Red lice in sheep: A cause of poor wool production and quality


Article supplied by Afrivet

Red lice (Bovicola ovis) are a parasitic problem in sheep that can cause damage to wool quality and quantity if left undiagnosed in a herd.

Red lice are approximately 2mm in size, reddish brown and are mostly found at a height of 6mm in the wool of the back and flanks. The louse is of the biting type and feeds on skin cells and secretions. Transfer occurs through direct contact between animals.

The parasites cannot survive long without the host. They prefer temperatures of between 33 and 39°C and can regulate the temperature themselves by moving higher or lower on the wool. The louse is unable to survive and reproduce amid high temperatures. Hence, larger numbers occur during the cooler winter months.

Signs of infestation

The louse causes an immune reaction on the skin of the sheep, causes itching – the sheep bites and scratches itself and rubs against objects. This results in lower wool quality because the wool tends to break, gets pulled out, becomes caked and sometimes discolours. Lumpy lesions form on the skin.

Close contact between sheep is needed for the lice to transfer from one sheep to the next – the louse cannot spread by itself over distances. Aspects to bear in mind can include new sheep that are added to the herd or a sheep that wanders off and comes into contact with other herds. The louse is more common in lambs and can therefore re-infest treated ewes.

The louse moves to the surface of the wool in ideal environmental conditions – a warm, moist, shady environment is optimal, for example sheep kept in a barn. In warm, sunny weather, extremely cold weather and rainy conditions, the louse will hide deep inside the wool, close to the body.

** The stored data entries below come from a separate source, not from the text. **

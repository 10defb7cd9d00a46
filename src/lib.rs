//! Library interface for the signal dispatch & execution engine. Exposed as
//! a crate, not just a binary, so integration tests can construct adapters
//! and application services directly.

pub mod adapters;
pub mod application;
pub mod bootstrap;
pub mod config;
pub mod domain;
pub mod error;
pub mod log_buffer;
pub mod logging;
pub mod ports;
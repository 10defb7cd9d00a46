use chrono::{DateTime, Utc};
use serde::{Deserialize, Serialize};

use crate::error::AttemptFailure;

/// One subscriber's attempted response to one signal. The
/// `(signal_id, subscriber_id)` pair is unique in storage and is the
/// idempotency fence described in spec §4.4 step 1.
#[derive(Debug, Clone, Serialize, Deserialize)]
pub struct ExecutionAttempt {
    pub id: String,
    pub signal_id: String,
    pub subscriber_id: String,
    pub outcome: AttemptOutcome,
    pub reason: Option<String>,
    pub order_id: Option<String>,
    pub filled_quantity: Option<f64>,
    pub filled_price: Option<f64>,
    pub created_at: DateTime<Utc>,
}

#[derive(Debug, Clone, Copy, PartialEq, Eq, Serialize, Deserialize)]
#[serde(rename_all = "snake_case")]
pub enum AttemptOutcome {
    Filled,
    Skipped,
    Failed,
}

impl ExecutionAttempt {
    pub fn skipped(signal_id: &str, subscriber_id: &str, reason: crate::error::SkipReason) -> Self {
        ExecutionAttempt {
            id: uuid::Uuid::new_v4().to_string(),
            signal_id: signal_id.to_string(),
            subscriber_id: subscriber_id.to_string(),
            outcome: AttemptOutcome::Skipped,
            reason: Some(reason.to_string()),
            order_id: None,
            filled_quantity: None,
            filled_price: None,
            created_at: Utc::now(),
        }
    }

    pub fn failed(signal_id: &str, subscriber_id: &str, failure: &AttemptFailure) -> Self {
        ExecutionAttempt {
            id: uuid::Uuid::new_v4().to_string(),
            signal_id: signal_id.to_string(),
            subscriber_id: subscriber_id.to_string(),
            outcome: AttemptOutcome::Failed,
            reason: Some(failure.to_string()),
            order_id: None,
            filled_quantity: None,
            filled_price: None,
            created_at: Utc::now(),
        }
    }

    pub fn filled(
        signal_id: &str,
        subscriber_id: &str,
        order_id: String,
        filled_quantity: f64,
        filled_price: f64,
    ) -> Self {
        ExecutionAttempt {
            id: uuid::Uuid::new_v4().to_string(),
            signal_id: signal_id.to_string(),
            subscriber_id: subscriber_id.to_string(),
            outcome: AttemptOutcome::Filled,
            reason: None,
            order_id: Some(order_id),
            filled_quantity: Some(filled_quantity),
            filled_price: Some(filled_price),
            created_at: Utc::now(),
        }
    }
}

Influence of warmer weather

Shearing of sheep in warmer weather conditions can help to control red lice, as the higher seasonal temperature together with greater exposure to radiation, inhibit their reproduction and survival.

In the past, red lice were not such a common problem, because compulsory controlling the sheep scab mite with dip automatically resulted in control of these lice. However, the problem is on the increase and can persist unnoticed for some time, while production is negatively affected.

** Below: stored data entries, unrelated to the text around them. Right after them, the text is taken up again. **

use async_trait::async_trait;

use super::Database;
use crate::domain::models::{AuditCategory, AuditEvent};
use crate::ports::AuditLog;

fn category_to_str(category: AuditCategory) -> &'static str {
    match category {
        AuditCategory::SignalReceived => "signal_received",
        AuditCategory::ExecutionFilled => "execution_filled",
        AuditCategory::ExecutionSkipped => "execution_skipped",
        AuditCategory::ExecutionFailed => "execution_failed",
        AuditCategory::GuardrailTripped => "guardrail_tripped",
        AuditCategory::PositionClosed => "position_closed",
        AuditCategory::CredentialStatusChanged => "credential_status_changed",
    }
}

#[async_trait]
impl AuditLog for Database {
    async fn record(&self, event: AuditEvent) -> anyhow::Result<()> {
        sqlx::query(
            r#"
            INSERT INTO audit_events (id, category, subscriber_id, signal_id, detail_json, occurred_at)
            VALUES (?, ?, ?, ?, ?, ?)
            "#,
        )
        .bind(&event.id)
        .bind(category_to_str(event.category))
        .bind(&event.subscriber_id)
        .bind(&event.signal_id)
        .bind(serde_json::to_string(&event.detail)?)
        .bind(event.occurred_at)
        .execute(&self.pool)
        .await?;
        Ok(())
    }
}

Table 1: The effect of red lice on production.

Quality Effect
Fleece quality Decreases by around R49 to R310
Clean fleece weight Decreases by 0,2 to 0,9kg
Yield Decreases by 2,6 to 6%
Wool colour More yellow and dull
Fibre length Moderate decrease
Tensile strength Possible decrease
Skin quality Sometimes deteriorates

As few as 5 000 lice per sheep can result in a decrease of 5% in wool value and 25 000 lice up to 20%.

Good biosecurity

A basic aspect to focus on is good biosecurity through fence maintenance, good shearer and shearing equipment hygiene, as well as keeping new sheep under quarantine.

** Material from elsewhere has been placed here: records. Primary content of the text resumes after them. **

use chrono::{DateTime, Utc};
use serde::{Deserialize, Serialize};
use serde_json::Value;

/// Append-only record of a state transition or notable decision, independent
/// of the structured log stream. See spec §3 "Audit Event", §4.8.
#[derive(Debug, Clone, Serialize, Deserialize)]
pub struct AuditEvent {
    pub id: String,
    pub category: AuditCategory,
    pub subscriber_id: Option<String>,
    pub signal_id: Option<String>,
    pub detail: Value,
    pub occurred_at: DateTime<Utc>,
}

#[derive(Debug, Clone, Copy, PartialEq, Eq, Serialize, Deserialize)]
#[serde(rename_all = "snake_case")]
pub enum AuditCategory {
    SignalReceived,
    ExecutionFilled,
    ExecutionSkipped,
    ExecutionFailed,
    GuardrailTripped,
    PositionClosed,
    CredentialStatusChanged,
}

impl AuditEvent {
    pub fn new(category: AuditCategory, subscriber_id: Option<String>, signal_id: Option<String>, detail: Value) -> Self {
        AuditEvent {
            id: uuid::Uuid::new_v4().to_string(),
            category,
            subscriber_id,
            signal_id,
            detail,
            occurred_at: Utc::now(),
        }
    }
}
use async_trait::async_trait;
use sqlx::Row;

use super::Database;
use crate::domain::models::{ApprovalStatus, Credential};
use crate::ports::CredentialRepository;

pub(crate) fn row_to_credential(row: &sqlx::sqlite::SqliteRow) -> anyhow::Result<Credential> {
    let status: String = row.try_get("status")?;
    Ok(Credential {
        id: row.try_get("id")?,
        subscriber_id: row.try_get("subscriber_id")?,
        exchange_id: row.try_get("exchange_id")?,
        status: match status.as_str() {
            "approved" => ApprovalStatus::Approved,
            "rejected" => ApprovalStatus::Rejected,
            _ => ApprovalStatus::Pending,
        },
        active: row.try_get::<i64, _>("active")? != 0,
        last_error: row.try_get("last_error")?,
    })
}

#[async_trait]
impl CredentialRepository for Database {
    async fn find_usable_for_exchange(&self, subscriber_id: &str, exchange_id: &str) -> anyhow::Result<Option<Credential>> {
        let row = sqlx::query("SELECT * FROM credentials WHERE subscriber_id = ? AND exchange_id = ? AND active = 1 AND status = 'approved'")
            .bind(subscriber_id)
            .bind(exchange_id)
            .fetch_optional(&self.pool)
            .await?;
        row.as_ref().map(row_to_credential).transpose()
    }

    async fn list_for_subscriber(&self, subscriber_id: &str) -> anyhow::Result<Vec<Credential>> {
        let rows = sqlx::query("SELECT * FROM credentials WHERE subscriber_id = ?").bind(subscriber_id).fetch_all(&self.pool).await?;
        rows.iter().map(row_to_credential).collect()
    }
}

Annual dipping after shearing and/or dipping to prevent sheep scab will prevent infestations, provided that biosecurity on the farm is applied properly.

Because the louse is not of the sucking type (such as Linognathus sp.), injectable macrocyclic lactones do not control red lice. Immersion, spray or pour-on remedies must be used. Active ingredients that target lice are organophosphates, pyrethroids, macrocyclic lactones and insect growth regulators.

Dip treatment after shearing

Treatment by dipping sheep and goats after shearing will control the condition and prevent animals from being treated when their wool or fleece is long. Dip treatment is more effective post shearing because shearing helps to remove the nits (eggs). Treatment with organophosphate and pyrethroid dips is very effective if performed correctly and repeated within ten to 14 days.

Pour-ons can be used on sheep that cannot be dipped. Because wool penetration and spread of the pour-on is less effective on a long, thick fleece, the use of a high-flow applicator is recommended. Application of pour-ons at least six weeks prior to lambing is recommended to ensure that no lice transfer occurs between the ewe and lamb.

Each sheep must be treated, regardless of whether the dipping or pour-on method is used. If one sheep is skipped, this animal will be the source of infestation of the treated sheep.

Sheep scab mites and any conditions that cause itching in sheep are communicable diseases according to the Animal Diseases Act, 1984 (Act 35 of 1984). Hence, it is important that a veterinarian confirms the diagnosis before animals are treated.